### RECORDS FOR THE EXERCISE
──────

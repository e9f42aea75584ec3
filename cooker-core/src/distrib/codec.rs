//! Envelope encoding for director/worker frames.
//!
//! Each frame is a length-prefixed JSON envelope `{"v": .., "type": .., "body": ..}`.
//! The version and type are read before the body, so an unknown type can be
//! skipped without understanding its payload.

use bytes::Bytes;
use serde::{Deserialize, Serialize};
use tokio_util::codec::LengthDelimitedCodec;
use tracing::warn;

use crate::error::{CookError, Result};

use super::{message::*, transport::Inbound};

/// Largest frame accepted from a peer.
pub const MAX_FRAME_LEN: usize = 64 * 1024 * 1024;

/// Length-delimited framing with a 4-byte prefix.
pub fn frame_codec() -> LengthDelimitedCodec {
    LengthDelimitedCodec::builder()
        .length_field_length(4)
        .max_frame_length(MAX_FRAME_LEN)
        .new_codec()
}

#[derive(Serialize)]
struct EnvelopeOut<'a> {
    v: u32,
    #[serde(rename = "type")]
    kind: &'a str,
    body: serde_json::Value,
}

#[derive(Deserialize)]
struct EnvelopeIn {
    v: u32,
    #[serde(rename = "type")]
    kind: String,
    #[serde(default)]
    body: serde_json::Value,
}

/// A successfully parsed frame.
#[derive(Debug, PartialEq)]
pub enum Decoded {
    Message(Message),
    /// Well-formed envelope with a type this build does not know.
    Unknown(String),
}

/// Wraps `message` in a versioned envelope.
pub fn encode(message: &Message) -> Result<Bytes> {
    let body = match message {
        Message::Connect(body) => serde_json::to_value(body)?,
        Message::AssignPackages(body) => serde_json::to_value(body)?,
        Message::AbortPackages(body) => serde_json::to_value(body)?,
        Message::PackageResults(body) => serde_json::to_value(body)?,
        Message::Heartbeat(body) => serde_json::to_value(body)?,
        Message::AbortWorker(body) => serde_json::to_value(body)?,
    };
    let envelope = EnvelopeOut {
        v: PROTOCOL_VERSION,
        kind: message.kind(),
        body,
    };
    Ok(Bytes::from(serde_json::to_vec(&envelope)?))
}

/// Parses one frame. Unknown types decode to [`Decoded::Unknown`].
pub fn decode(frame: &[u8]) -> Result<Decoded> {
    let envelope: EnvelopeIn = serde_json::from_slice(frame)
        .map_err(|err| CookError::Protocol(format!("malformed envelope: {err}")))?;
    if envelope.v != PROTOCOL_VERSION {
        // a foreign connect still reaches the handshake so the peer is refused cleanly
        if envelope.kind == "connect"
            && let Ok(mut connect) = parse_body::<Connect>(&envelope.kind, envelope.body)
        {
            connect.protocol_version = envelope.v;
            return Ok(Decoded::Message(Message::Connect(connect)));
        }
        return Err(CookError::Protocol(format!(
            "protocol version {} not supported (expected {PROTOCOL_VERSION})",
            envelope.v
        )));
    }
    let body = envelope.body;
    let message = match envelope.kind.as_str() {
        "connect" => Message::Connect(parse_body(&envelope.kind, body)?),
        "assign_packages" => Message::AssignPackages(parse_body(&envelope.kind, body)?),
        "abort_packages" => Message::AbortPackages(parse_body(&envelope.kind, body)?),
        "package_results" => Message::PackageResults(parse_body(&envelope.kind, body)?),
        "heartbeat" => Message::Heartbeat(parse_body(&envelope.kind, body)?),
        "abort_worker" => Message::AbortWorker(parse_body(&envelope.kind, body)?),
        _ => return Ok(Decoded::Unknown(envelope.kind)),
    };
    Ok(Decoded::Message(message))
}

fn parse_body<T: for<'de> Deserialize<'de>>(kind: &str, body: serde_json::Value) -> Result<T> {
    serde_json::from_value(body)
        .map_err(|err| CookError::Protocol(format!("malformed {kind} body: {err}")))
}

/// Turns a raw frame into what a connection hands the scheduler. Unknown
/// message types are logged and dropped.
pub fn decode_inbound(frame: &[u8]) -> Option<Inbound> {
    match decode(frame) {
        Ok(Decoded::Message(message)) => Some(Inbound::Message(message)),
        Ok(Decoded::Unknown(kind)) => {
            warn!(target: "cook::transport", %kind, "unknown message type dropped");
            None
        }
        Err(err) => Some(Inbound::ProtocolError(err.to_string())),
    }
}

#[cfg(test)]
mod tests {
    use super::*;
    use crate::{
        cook::item::{Instigator, Urgency},
        types::{ItemId, Platform, WorkerId},
    };

    #[test]
    fn assignment_survives_the_wire() {
        let message = Message::AssignPackages(AssignPackages {
            items: vec![AssignedItem {
                id: ItemId::new("/Game/Hero"),
                platforms: vec![Platform::new("linux")],
                urgency: Urgency::High,
                instigator: Instigator::RuntimeDependency(ItemId::new("/Game/Map")),
            }],
            existence: Vec::new(),
        });
        let frame = encode(&message).unwrap();
        assert_eq!(decode(&frame).unwrap(), Decoded::Message(message));
    }

    #[test]
    fn envelope_names_the_type() {
        let frame = encode(&Message::Connect(Connect {
            worker_id: WorkerId(3),
            protocol_version: PROTOCOL_VERSION,
        }))
        .unwrap();
        let value: serde_json::Value = serde_json::from_slice(&frame).unwrap();
        assert_eq!(value["type"], "connect");
        assert_eq!(value["v"], PROTOCOL_VERSION);
    }

    #[test]
    fn unknown_type_is_dropped_not_an_error() {
        let frame = br#"{"v":1,"type":"shader_stats","body":{"x":1}}"#;
        assert_eq!(decode(frame).unwrap(), Decoded::Unknown("shader_stats".into()));
        assert!(decode_inbound(frame).is_none());
    }

    #[test]
    fn connect_from_another_version_reaches_the_handshake() {
        let frame = br#"{"v":7,"type":"connect","body":{"worker_id":2,"protocol_version":7}}"#;
        assert_eq!(
            decode(frame).unwrap(),
            Decoded::Message(Message::Connect(Connect {
                worker_id: WorkerId(2),
                protocol_version: 7,
            }))
        );

        // the envelope wins over a body claiming the current version
        let frame = format!(
            r#"{{"v":7,"type":"connect","body":{{"worker_id":2,"protocol_version":{PROTOCOL_VERSION}}}}}"#
        );
        let Decoded::Message(Message::Connect(connect)) = decode(frame.as_bytes()).unwrap() else {
            panic!("expected a connect");
        };
        assert_eq!(connect.protocol_version, 7);
    }

    #[test]
    fn malformed_frames_are_protocol_errors() {
        assert!(matches!(
            decode_inbound(b"not json"),
            Some(Inbound::ProtocolError(_))
        ));
        assert!(matches!(
            decode_inbound(br#"{"v":1,"type":"heartbeat","body":{"number":"x"}}"#),
            Some(Inbound::ProtocolError(_))
        ));
        assert!(matches!(
            decode_inbound(br#"{"v":99,"type":"heartbeat","body":{"number":1}}"#),
            Some(Inbound::ProtocolError(_))
        ));
    }
}
impl Session {
    pub(crate) fn new(
        config: CookerConfig,
        provider: Arc<dyn ContentProvider>,
        mode: SessionMode,
        cache: BuildCache,
    ) -> Self {
        let events = CookEventBus::new(config.session.event_channel_capacity);
        Self {
            config,
            provider,
            mode,
            cache,
            table: ItemTable::new(),
            requests: UrgencyQueue::new(),
            build_requests: UrgencyQueue::new(),
            loads: UrgencyQueue::new(),
            saves: UrgencyQueue::new(),
            events,
            summary: CookSummary::default(),
            items_finished: 0,
            finish_budget: None,
        }
    }

    pub(crate) fn is_report_only(&self) -> bool {
        matches!(self.mode, SessionMode::ReportOnly { .. })
    }

    pub(crate) fn finish_budget_spent(&self) -> bool {
        self.finish_budget
            .is_some_and(|budget| self.items_finished >= budget)
    }

    /// No queued or in-flight local work.
    pub(crate) fn is_drained(&self) -> bool {
        self.table.in_progress() == 0
            && self.requests.is_empty()
            && self.build_requests.is_empty()
            && self.loads.is_empty()
            && self.saves.is_empty()
    }

    fn request_queue_for(&mut self, reachability: Reachability) -> &mut UrgencyQueue {
        match reachability {
            Reachability::Runtime => &mut self.requests,
            Reachability::Build => &mut self.build_requests,
        }
    }

    /// Moves an idle item into the request stage.
    pub(crate) fn enqueue_request(&mut self, id: &ItemId, reason: StateChangeReason) -> Result<()> {
        self.table
            .transition(id, ItemState::Request, reason, &self.events)?;
        let item = self.table.require(id)?;
        let (urgency, reachability) = (item.urgency, item.reachability);
        self.request_queue_for(reachability).push(id.clone(), urgency);
        Ok(())
    }

    /// Handles a request from outside the scheduler or from the director's
    /// assignment. Returns `true` when the item entered the request stage.
    pub(crate) fn request(
        &mut self,
        id: &ItemId,
        platforms: &[Platform],
        urgency: Urgency,
        instigator: Instigator,
    ) -> Result<bool> {
        let runtime = instigator.reachability() == Reachability::Runtime;
        let (item, created) = self.table.get_or_create(id, urgency, instigator);
        if !created {
            item.urgency = item.urgency.elevate(urgency);
        }
        item.add_requested(platforms);
        let upgraded = runtime && item.reachability == Reachability::Build;
        if upgraded {
            item.reachability = Reachability::Runtime;
        }
        let needs_cook = !item.platforms_needing_cook().is_empty();
        let (state, urgency) = (item.state(), item.urgency);

        match state {
            ItemState::Idle if needs_cook => {
                self.enqueue_request(id, StateChangeReason::Requested)?;
                Ok(true)
            }
            ItemState::Request => {
                if upgraded && self.build_requests.remove(id) {
                    self.requests.push(id.clone(), urgency);
                } else if self.requests.contains(id) {
                    self.requests.reposition(id, urgency);
                } else {
                    self.build_requests.reposition(id, urgency);
                }
                Ok(false)
            }
            ItemState::Load => {
                self.loads.reposition(id, urgency);
                Ok(false)
            }
            // in-flight cycles pick up new platforms when they finish
            _ => Ok(false),
        }
    }

    /// Records a terminal result and notifies subscribers.
    pub(crate) fn complete_platform(
        &mut self,
        id: &ItemId,
        platform: &Platform,
        result: PlatformResult,
    ) -> Result<()> {
        self.table.require_mut(id)?.set_result(platform, result)?;
        match result {
            PlatformResult::Succeeded => self.summary.succeeded += 1,
            PlatformResult::Failed => self.summary.failed += 1,
            PlatformResult::Invalid => self.summary.invalid += 1,
            PlatformResult::NotAttempted => {}
        }
        debug!(target: "cook::scheduler", item = %id, %platform, ?result, "platform complete");
        self.events.publish(CookEvent::ItemCompleted {
            id: id.clone(),
            platform: platform.clone(),
            result,
        });
        Ok(())
    }

    /// Called after an item returned to idle at the end of a cycle.
    ///
    /// An item with platforms still needing work goes back to the request
    /// stage; a finished one is counted and, on a worker, reported.
    pub(crate) fn finish_cycle(&mut self, id: &ItemId) -> Result<()> {
        let item = self.table.require_mut(id)?;
        if item.state() != ItemState::Idle {
            return Err(CookError::InvariantViolation(format!(
                "{id}: cycle finished in state {}",
                item.state()
            )));
        }
        if item.cancel_requested {
            item.cancel_requested = false;
            return Ok(());
        }
        if !item.is_complete() {
            return self.enqueue_request(id, StateChangeReason::Retry);
        }
        self.items_finished += 1;
        if self.is_report_only() {
            self.emit_report(id)?;
        }
        Ok(())
    }

    /// Applies a load or save failure to one platform. Returns `true` when the
    /// platform gets another attempt.
    pub(crate) fn apply_leaf_failure(
        &mut self,
        id: &ItemId,
        platform: &Platform,
        error: &LeafError,
        stage: &'static str,
    ) -> Result<bool> {
        let max_retries = self.config.retry.max_transient_retries;
        let item = self.table.require_mut(id)?;
        item.discard_discovered(platform);
        item.logs.push(format!("{stage} failed for {platform}: {error}"));
        match error.class() {
            FailureClass::Transient => {
                if item.note_transient_failure(platform, max_retries) {
                    self.summary.retries += 1;
                    warn!(target: "cook::scheduler", item = %id, %platform, stage, %error, "transient failure, retrying");
                    return Ok(true);
                }
                warn!(target: "cook::scheduler", item = %id, %platform, stage, %error, "transient failure repeated, giving up");
                self.complete_platform(id, platform, PlatformResult::Failed)?;
            }
            FailureClass::Content => {
                let chain = self.table.instigator_chain(id);
                error!(
                    target: "cook::scheduler",
                    item = %id,
                    %platform,
                    stage,
                    %error,
                    instigators = %chain.join(" | "),
                    "content error"
                );
                self.complete_platform(id, platform, PlatformResult::Failed)?;
            }
            FailureClass::Invalid => {
                info!(target: "cook::scheduler", item = %id, %platform, %error, "not cookable for platform");
                self.complete_platform(id, platform, PlatformResult::Invalid)?;
            }
        }
        Ok(false)
    }

    /// Commits one platform's artifact: persisted locally or buffered for the
    /// director.
    pub(crate) fn commit_artifact(
        &mut self,
        id: &ItemId,
        platform: &Platform,
        artifact: Vec<u8>,
        metadata: ArtifactMetadata,
    ) -> std::result::Result<(), LeafError> {
        match &mut self.mode {
            SessionMode::Local { sink } => sink.persist(id, platform, &artifact, &metadata),
            SessionMode::ReportOnly { artifacts, .. } => {
                let buffered = artifacts.entry(id.clone()).or_default();
                buffered.retain(|(p, _)| p != platform);
                buffered.push((
                    platform.clone(),
                    ArtifactPayload {
                        bytes: artifact,
                        metadata,
                    },
                ));
                Ok(())
            }
        }
    }

    fn emit_report(&mut self, id: &ItemId) -> Result<()> {
        let item = self.table.require_mut(id)?;
        let discovered = item.take_discovered().into_iter().collect();
        let logs = std::mem::take(&mut item.logs);
        let input_hash = item.input_hash;
        let results: Vec<(Platform, PlatformResult)> = item
            .results()
            .iter()
            .map(|(p, r)| (p.clone(), *r))
            .collect();
        // a reassigned item starts from scratch
        self.table.remove(id);

        let SessionMode::ReportOnly { artifacts, reports } = &mut self.mode else {
            return Ok(());
        };
        let mut buffered = artifacts.remove(id).unwrap_or_default();
        let platforms = results
            .into_iter()
            .map(|(platform, result)| {
                let artifact = buffered
                    .iter()
                    .position(|(p, _)| *p == platform)
                    .map(|pos| buffered.swap_remove(pos).1);
                PlatformOutcome {
                    platform,
                    result,
                    artifact,
                }
            })
            .collect();
        reports.push(PackageResult {
            id: id.clone(),
            platforms,
            discovered,
            logs,
            input_hash,
        });
        Ok(())
    }

    pub(crate) fn take_reports(&mut self) -> Vec<PackageResult> {
        match &mut self.mode {
            SessionMode::ReportOnly { reports, .. } => std::mem::take(reports),
            SessionMode::Local { .. } => Vec::new(),
        }
    }

    fn drop_buffered(&mut self, id: &ItemId) {
        if let SessionMode::ReportOnly { artifacts, .. } = &mut self.mode {
            artifacts.remove(id);
        }
    }

    /// Returns a locally owned item to idle without recording a result.
    /// Items owned by a worker are left alone; the director handles those.
    pub(crate) fn cancel_local(&mut self, id: &ItemId, reason: StateChangeReason) -> Result<bool> {
        let Some(item) = self.table.get(id) else {
            return Ok(false);
        };
        let state = item.state();
        match state {
            ItemState::Idle
            | ItemState::AssignedToWorker
            | ItemState::SaveStalledAssignedToWorker => return Ok(false),
            ItemState::Request => {
                self.requests.remove(id);
                self.build_requests.remove(id);
            }
            ItemState::Load => {
                self.loads.remove(id);
            }
            ItemState::SaveActive | ItemState::SaveStalledRetracted => {
                self.saves.remove(id);
            }
        }
        let item = self.table.require_mut(id)?;
        let pending: Vec<Platform> = item.pending_platforms.drain(..).collect();
        for platform in &pending {
            item.discard_discovered(platform);
        }
        self.drop_buffered(id);
        self.table.transition(id, ItemState::Idle, reason, &self.events)?;
        debug!(target: "cook::scheduler", item = %id, from = %state, ?reason, "returned to idle");
        Ok(true)
    }

    /// Worker side of a retraction: partial output is thrown away and the
    /// item forgotten so a later assignment starts clean.
    pub(crate) fn retract_local(&mut self, id: &ItemId) -> Result<()> {
        if let Some(item) = self.table.get(id)
            && item.state() == ItemState::SaveActive
        {
            self.saves.remove(id);
            self.table.transition(
                id,
                ItemState::SaveStalledRetracted,
                StateChangeReason::Retracted,
                &self.events,
            )?;
        }
        self.cancel_local(id, StateChangeReason::Retracted)?;
        self.drop_buffered(id);
        self.table.remove(id);
        Ok(())
    }

    /// Every locally owned in-flight item back to idle.
    pub(crate) fn abandon_local_work(&mut self, reason: StateChangeReason) -> Result<usize> {
        let ids: Vec<ItemId> = self
            .table
            .iter()
            .filter(|item| item.state().is_in_progress())
            .map(|item| item.id().clone())
            .collect();
        let mut abandoned = 0;
        for id in ids {
            if self.cancel_local(&id, reason)? {
                abandoned += 1;
            }
        }
        Ok(abandoned)
    }

    /// Evicts items that hold loaded content but have not started saving.
    /// `quota` maps the number of such items to how many to release. Evicted
    /// items lose their content and go back to the front of the request stage.
    pub(crate) fn evict_loaded(&mut self, quota: impl FnOnce(usize) -> usize) -> Result<usize> {
        let mut candidates: Vec<ItemId> = self
            .loads
            .snapshot()
            .into_iter()
            .filter(|id| {
                self.table
                    .get(id)
                    .is_some_and(|item| item.state() == ItemState::Load && item.has_content())
            })
            .collect();
        let quota = quota(candidates.len());
        // most recently queued first
        candidates.reverse();
        candidates.truncate(quota);

        for id in &candidates {
            self.loads.remove(id);
            self.table
                .transition(id, ItemState::Idle, StateChangeReason::Evicted, &self.events)?;
            self.table
                .transition(id, ItemState::Request, StateChangeReason::Evicted, &self.events)?;
            let item = self.table.require(id)?;
            let (urgency, reachability) = (item.urgency, item.reachability);
            self.request_queue_for(reachability)
                .push_front(id.clone(), urgency);
        }
        Ok(candidates.len())
    }

    /// Items holding content the provider is not ready to release.
    pub(crate) fn unreleasable_items(&self) -> Vec<ItemId> {
        self.table
            .iter()
            .filter_map(|item| {
                let content = item.content()?;
                (!self.provider.can_release(item.id(), content)).then(|| item.id().clone())
            })
            .collect()
    }

    /// Saves waiting on leaf readiness since before `cutoff`.
    pub(crate) fn stalled_saves(&self, cutoff: Instant) -> Vec<ItemId> {
        let mut stalled: Vec<ItemId> = self
            .table
            .iter()
            .filter(|item| {
                item.state() == ItemState::SaveActive
                    && item.awaiting_since.is_some_and(|since| since <= cutoff)
            })
            .map(|item| item.id().clone())
            .collect();
        stalled.sort();
        stalled
    }
}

──────

### TASK DIRECTIONS
Every line that contains "EnvelopeOut" should be copied out of the data.

### ANSWER TO THE PROBLEM
struct EnvelopeOut<'a> {
    let envelope = EnvelopeOut {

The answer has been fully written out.